#### [Directions for this task]
In the data below, find every line with the word "through" and copy it.

Items from a data source:
-----

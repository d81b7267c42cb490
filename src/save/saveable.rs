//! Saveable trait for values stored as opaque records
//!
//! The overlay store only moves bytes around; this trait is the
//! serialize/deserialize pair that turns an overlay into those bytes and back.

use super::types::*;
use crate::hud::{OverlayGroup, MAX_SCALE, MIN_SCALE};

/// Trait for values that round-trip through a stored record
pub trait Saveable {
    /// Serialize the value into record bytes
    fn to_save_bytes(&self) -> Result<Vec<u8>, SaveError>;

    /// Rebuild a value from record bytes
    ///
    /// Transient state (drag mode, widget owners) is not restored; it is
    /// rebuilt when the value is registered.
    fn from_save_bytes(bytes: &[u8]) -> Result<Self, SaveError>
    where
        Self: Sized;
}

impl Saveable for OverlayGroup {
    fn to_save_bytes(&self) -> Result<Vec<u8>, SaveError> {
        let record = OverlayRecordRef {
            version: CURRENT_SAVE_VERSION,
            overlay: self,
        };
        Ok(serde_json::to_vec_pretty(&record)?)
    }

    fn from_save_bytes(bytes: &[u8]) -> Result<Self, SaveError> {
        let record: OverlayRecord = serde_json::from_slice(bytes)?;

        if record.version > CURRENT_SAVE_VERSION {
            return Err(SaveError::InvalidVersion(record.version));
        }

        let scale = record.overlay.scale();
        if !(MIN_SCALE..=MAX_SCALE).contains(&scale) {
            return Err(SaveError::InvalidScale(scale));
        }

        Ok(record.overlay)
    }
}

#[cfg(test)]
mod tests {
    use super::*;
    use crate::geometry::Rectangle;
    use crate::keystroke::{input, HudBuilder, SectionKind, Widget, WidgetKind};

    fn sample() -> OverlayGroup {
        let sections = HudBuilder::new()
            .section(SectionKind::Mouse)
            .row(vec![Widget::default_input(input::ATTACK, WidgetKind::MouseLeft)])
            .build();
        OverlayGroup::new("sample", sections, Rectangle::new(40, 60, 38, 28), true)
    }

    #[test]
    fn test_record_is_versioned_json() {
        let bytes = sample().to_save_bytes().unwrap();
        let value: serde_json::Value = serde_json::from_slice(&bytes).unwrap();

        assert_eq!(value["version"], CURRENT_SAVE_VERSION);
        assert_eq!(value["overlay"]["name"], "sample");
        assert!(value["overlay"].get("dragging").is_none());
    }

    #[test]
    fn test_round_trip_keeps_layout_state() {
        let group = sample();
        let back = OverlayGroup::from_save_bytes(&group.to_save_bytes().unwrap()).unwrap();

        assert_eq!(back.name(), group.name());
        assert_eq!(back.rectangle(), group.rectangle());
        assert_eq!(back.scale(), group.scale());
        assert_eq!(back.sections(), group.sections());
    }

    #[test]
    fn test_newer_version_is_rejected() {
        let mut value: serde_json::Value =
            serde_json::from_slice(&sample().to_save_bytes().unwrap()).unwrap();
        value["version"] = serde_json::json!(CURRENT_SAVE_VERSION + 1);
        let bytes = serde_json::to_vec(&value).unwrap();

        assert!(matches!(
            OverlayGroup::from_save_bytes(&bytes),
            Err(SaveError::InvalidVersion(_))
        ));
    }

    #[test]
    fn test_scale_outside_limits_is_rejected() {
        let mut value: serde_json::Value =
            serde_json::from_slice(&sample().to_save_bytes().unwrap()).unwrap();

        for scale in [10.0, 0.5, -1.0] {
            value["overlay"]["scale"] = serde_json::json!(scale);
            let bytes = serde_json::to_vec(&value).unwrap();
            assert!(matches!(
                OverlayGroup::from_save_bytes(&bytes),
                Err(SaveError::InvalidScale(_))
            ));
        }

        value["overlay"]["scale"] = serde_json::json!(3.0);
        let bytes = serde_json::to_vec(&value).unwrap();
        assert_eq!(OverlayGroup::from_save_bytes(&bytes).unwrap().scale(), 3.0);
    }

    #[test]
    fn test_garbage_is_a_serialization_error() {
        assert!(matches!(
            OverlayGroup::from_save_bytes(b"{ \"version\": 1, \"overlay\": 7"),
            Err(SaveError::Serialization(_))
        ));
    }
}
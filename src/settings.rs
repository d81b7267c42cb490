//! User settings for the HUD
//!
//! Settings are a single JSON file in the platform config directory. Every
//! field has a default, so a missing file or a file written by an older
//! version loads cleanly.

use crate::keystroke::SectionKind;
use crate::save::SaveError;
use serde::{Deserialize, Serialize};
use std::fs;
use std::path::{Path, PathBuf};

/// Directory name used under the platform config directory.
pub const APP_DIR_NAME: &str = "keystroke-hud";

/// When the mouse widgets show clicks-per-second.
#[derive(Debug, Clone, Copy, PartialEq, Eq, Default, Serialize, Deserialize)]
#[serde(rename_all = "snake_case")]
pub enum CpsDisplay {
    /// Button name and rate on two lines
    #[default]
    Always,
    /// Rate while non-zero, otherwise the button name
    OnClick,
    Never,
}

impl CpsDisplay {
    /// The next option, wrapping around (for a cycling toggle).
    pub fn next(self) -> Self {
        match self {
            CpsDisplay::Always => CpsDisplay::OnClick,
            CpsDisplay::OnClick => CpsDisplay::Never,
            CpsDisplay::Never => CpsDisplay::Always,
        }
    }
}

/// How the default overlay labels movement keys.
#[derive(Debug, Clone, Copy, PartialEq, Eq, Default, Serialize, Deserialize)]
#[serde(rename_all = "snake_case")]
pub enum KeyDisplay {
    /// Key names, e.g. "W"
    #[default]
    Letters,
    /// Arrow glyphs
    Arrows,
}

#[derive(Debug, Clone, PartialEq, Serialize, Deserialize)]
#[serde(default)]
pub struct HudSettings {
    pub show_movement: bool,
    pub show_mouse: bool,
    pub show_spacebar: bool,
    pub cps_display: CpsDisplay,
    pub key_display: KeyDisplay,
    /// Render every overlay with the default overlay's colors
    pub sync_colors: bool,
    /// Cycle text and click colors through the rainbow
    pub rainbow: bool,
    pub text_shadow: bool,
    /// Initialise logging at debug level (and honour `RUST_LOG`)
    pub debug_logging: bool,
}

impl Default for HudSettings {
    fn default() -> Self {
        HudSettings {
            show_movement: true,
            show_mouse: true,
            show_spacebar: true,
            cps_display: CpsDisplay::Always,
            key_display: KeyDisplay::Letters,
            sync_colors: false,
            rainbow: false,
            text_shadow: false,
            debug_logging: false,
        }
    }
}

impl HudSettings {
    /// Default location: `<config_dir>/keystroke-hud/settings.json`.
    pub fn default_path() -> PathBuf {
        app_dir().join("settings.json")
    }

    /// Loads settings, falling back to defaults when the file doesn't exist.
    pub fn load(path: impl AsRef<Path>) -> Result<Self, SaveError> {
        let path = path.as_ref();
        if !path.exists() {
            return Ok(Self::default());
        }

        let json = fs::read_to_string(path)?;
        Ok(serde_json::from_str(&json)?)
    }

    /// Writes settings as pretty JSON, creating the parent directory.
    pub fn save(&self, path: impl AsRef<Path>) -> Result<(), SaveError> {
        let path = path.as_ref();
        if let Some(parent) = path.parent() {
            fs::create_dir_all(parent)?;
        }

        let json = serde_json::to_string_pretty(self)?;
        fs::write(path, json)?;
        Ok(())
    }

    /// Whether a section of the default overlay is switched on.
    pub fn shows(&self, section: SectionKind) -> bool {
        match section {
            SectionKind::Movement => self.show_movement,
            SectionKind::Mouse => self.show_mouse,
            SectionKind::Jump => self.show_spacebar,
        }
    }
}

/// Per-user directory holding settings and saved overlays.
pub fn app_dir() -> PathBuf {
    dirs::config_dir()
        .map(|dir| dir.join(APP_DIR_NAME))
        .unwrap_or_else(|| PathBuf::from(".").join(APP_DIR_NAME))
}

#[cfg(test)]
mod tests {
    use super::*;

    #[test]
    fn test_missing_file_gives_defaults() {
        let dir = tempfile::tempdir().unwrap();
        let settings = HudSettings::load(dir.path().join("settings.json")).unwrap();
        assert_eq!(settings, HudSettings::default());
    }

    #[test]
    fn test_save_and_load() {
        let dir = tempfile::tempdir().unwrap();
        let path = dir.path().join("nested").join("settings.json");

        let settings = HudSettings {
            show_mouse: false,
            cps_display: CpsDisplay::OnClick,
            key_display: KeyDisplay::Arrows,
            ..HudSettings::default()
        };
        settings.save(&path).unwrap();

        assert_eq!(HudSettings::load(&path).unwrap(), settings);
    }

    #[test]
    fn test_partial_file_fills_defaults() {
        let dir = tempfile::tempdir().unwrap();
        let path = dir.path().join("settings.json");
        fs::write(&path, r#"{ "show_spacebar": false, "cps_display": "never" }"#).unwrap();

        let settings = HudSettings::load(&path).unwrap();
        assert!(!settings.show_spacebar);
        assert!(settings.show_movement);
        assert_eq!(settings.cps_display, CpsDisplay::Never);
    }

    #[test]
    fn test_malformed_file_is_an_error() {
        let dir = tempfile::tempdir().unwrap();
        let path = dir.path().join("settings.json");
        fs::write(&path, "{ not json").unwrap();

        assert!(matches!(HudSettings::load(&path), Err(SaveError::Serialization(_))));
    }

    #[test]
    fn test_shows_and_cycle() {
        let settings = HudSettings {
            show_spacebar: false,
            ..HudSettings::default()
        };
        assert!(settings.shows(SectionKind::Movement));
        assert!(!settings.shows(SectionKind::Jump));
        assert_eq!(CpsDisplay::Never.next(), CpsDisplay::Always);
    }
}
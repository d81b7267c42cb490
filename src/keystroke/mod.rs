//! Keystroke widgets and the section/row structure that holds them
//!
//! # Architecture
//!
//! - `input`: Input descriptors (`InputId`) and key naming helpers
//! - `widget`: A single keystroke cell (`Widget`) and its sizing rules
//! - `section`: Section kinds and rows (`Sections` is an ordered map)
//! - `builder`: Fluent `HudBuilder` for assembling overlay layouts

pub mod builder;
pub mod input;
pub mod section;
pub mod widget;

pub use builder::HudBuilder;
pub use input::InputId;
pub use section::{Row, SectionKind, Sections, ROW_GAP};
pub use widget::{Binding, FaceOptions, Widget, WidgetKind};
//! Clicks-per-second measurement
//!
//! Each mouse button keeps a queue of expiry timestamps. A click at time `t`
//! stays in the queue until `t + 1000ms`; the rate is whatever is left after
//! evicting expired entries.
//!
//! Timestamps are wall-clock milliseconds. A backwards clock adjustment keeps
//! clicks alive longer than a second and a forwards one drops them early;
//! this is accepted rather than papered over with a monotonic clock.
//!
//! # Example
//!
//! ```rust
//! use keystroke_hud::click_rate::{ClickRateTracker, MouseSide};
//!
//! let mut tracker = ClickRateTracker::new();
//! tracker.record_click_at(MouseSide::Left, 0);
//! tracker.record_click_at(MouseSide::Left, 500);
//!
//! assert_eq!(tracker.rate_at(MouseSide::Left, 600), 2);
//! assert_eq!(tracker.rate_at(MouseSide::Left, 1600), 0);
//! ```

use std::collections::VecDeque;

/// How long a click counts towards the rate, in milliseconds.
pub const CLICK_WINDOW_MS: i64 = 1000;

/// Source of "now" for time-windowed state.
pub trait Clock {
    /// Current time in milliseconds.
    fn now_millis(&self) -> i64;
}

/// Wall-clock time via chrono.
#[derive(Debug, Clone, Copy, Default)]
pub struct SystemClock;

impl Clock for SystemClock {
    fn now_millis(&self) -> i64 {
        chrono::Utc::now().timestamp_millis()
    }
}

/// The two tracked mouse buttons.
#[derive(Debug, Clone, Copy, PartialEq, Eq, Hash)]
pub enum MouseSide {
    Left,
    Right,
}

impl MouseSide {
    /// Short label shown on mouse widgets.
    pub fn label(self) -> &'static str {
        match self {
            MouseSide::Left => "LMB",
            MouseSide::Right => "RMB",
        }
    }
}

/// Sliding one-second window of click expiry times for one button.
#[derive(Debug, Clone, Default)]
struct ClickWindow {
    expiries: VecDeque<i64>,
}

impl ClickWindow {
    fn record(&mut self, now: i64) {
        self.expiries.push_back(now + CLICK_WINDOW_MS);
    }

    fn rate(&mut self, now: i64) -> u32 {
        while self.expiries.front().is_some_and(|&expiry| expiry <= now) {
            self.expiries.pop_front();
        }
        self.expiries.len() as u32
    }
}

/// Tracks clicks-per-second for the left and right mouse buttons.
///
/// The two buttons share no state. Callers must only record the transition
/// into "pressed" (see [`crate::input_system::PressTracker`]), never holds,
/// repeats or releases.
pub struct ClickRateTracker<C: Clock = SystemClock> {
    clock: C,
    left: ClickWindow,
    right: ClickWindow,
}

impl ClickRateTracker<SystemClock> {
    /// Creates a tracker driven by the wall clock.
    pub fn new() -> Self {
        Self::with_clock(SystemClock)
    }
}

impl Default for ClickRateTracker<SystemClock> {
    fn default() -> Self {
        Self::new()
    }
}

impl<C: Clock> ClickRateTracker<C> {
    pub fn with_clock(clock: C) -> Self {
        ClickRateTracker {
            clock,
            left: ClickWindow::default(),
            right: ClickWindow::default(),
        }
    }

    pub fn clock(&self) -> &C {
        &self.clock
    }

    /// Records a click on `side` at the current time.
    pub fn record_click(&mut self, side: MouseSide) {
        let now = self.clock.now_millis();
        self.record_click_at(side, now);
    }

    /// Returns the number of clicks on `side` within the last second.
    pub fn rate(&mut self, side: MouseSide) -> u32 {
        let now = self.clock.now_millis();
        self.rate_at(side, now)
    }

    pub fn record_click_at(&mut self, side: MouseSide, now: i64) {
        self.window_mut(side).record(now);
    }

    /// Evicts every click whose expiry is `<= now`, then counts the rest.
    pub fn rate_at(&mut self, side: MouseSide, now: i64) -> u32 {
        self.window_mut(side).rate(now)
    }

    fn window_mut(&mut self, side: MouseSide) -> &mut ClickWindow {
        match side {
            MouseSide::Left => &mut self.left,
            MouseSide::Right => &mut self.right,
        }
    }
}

-----

#### [Problem solution]
/// Trait for values that round-trip through a stored record
    /// Cycle text and click colors through the rainbow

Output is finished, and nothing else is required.